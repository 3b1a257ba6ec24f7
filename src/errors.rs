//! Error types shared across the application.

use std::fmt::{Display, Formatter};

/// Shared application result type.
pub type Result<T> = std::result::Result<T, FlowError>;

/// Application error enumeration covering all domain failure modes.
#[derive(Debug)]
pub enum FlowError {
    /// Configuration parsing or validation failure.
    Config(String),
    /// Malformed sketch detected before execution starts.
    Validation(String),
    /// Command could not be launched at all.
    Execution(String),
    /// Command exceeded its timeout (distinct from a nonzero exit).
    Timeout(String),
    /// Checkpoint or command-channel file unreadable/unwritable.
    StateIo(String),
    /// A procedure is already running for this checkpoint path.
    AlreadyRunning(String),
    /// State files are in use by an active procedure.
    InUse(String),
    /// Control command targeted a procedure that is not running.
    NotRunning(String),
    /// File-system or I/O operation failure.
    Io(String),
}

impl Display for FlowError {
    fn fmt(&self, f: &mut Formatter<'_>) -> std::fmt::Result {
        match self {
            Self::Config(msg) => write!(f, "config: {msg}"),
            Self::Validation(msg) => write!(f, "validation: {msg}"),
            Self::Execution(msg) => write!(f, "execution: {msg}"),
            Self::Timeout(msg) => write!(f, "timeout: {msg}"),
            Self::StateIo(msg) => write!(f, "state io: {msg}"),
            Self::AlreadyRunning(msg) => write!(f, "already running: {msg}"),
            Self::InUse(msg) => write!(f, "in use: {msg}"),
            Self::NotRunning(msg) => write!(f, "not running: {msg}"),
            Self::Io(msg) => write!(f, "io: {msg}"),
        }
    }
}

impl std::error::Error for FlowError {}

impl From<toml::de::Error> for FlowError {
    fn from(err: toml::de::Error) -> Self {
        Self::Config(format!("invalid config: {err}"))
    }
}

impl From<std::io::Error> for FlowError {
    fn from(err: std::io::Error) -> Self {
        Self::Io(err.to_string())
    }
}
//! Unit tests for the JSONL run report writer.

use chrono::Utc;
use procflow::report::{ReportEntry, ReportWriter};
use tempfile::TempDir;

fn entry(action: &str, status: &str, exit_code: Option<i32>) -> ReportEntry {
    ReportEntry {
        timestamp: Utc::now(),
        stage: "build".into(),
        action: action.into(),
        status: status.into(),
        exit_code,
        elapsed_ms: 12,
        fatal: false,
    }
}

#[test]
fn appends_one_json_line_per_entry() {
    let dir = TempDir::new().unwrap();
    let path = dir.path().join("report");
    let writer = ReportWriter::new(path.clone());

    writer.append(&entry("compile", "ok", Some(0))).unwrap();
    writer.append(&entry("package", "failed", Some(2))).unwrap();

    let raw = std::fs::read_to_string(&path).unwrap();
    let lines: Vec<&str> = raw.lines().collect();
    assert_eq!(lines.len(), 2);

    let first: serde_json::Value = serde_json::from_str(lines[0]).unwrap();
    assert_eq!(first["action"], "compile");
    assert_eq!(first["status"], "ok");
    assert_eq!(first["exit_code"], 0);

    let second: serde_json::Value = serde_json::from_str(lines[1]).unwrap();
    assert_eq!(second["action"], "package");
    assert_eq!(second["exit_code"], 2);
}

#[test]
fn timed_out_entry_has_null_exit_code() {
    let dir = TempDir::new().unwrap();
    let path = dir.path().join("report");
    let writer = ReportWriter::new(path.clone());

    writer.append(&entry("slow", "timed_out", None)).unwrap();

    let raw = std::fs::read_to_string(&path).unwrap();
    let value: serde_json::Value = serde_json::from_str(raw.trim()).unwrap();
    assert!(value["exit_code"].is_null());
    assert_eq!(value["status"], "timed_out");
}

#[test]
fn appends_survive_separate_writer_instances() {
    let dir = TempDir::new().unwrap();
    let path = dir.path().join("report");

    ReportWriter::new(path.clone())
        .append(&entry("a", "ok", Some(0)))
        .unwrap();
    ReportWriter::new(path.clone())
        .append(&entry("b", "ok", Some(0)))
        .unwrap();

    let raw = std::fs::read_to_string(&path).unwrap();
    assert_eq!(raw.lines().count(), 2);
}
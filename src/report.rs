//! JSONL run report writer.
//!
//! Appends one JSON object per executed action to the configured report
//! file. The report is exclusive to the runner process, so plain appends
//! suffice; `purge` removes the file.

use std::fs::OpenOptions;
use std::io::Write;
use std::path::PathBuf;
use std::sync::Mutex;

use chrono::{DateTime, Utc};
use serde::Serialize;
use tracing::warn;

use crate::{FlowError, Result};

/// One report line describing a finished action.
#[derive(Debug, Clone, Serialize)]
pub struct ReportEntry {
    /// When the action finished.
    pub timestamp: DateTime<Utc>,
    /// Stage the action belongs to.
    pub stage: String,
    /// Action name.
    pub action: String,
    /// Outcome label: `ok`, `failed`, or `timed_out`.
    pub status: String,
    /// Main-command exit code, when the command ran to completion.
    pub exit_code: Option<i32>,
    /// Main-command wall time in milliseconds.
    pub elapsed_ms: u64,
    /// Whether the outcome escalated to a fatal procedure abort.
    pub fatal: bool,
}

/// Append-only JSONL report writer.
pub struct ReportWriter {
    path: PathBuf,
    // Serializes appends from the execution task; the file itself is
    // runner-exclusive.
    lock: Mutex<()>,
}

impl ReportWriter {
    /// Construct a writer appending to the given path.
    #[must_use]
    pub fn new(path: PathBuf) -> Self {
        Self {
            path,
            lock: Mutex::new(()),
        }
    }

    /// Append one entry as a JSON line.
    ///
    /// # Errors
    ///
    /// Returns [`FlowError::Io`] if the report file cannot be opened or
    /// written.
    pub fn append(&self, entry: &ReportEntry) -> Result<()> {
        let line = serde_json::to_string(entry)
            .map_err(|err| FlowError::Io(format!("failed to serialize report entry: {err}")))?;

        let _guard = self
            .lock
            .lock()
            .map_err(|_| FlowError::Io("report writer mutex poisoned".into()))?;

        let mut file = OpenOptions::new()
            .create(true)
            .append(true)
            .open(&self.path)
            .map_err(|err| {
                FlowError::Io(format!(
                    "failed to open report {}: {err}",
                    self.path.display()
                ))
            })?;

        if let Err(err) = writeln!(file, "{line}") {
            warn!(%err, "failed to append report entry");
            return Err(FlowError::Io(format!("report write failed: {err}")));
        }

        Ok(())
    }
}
┄┄┄┄┄┄
▶ [What is being asked]:
A single number is the whole answer: report how many lines in the data above include the word "PathBuf".

▶ [Exercise solution]:
3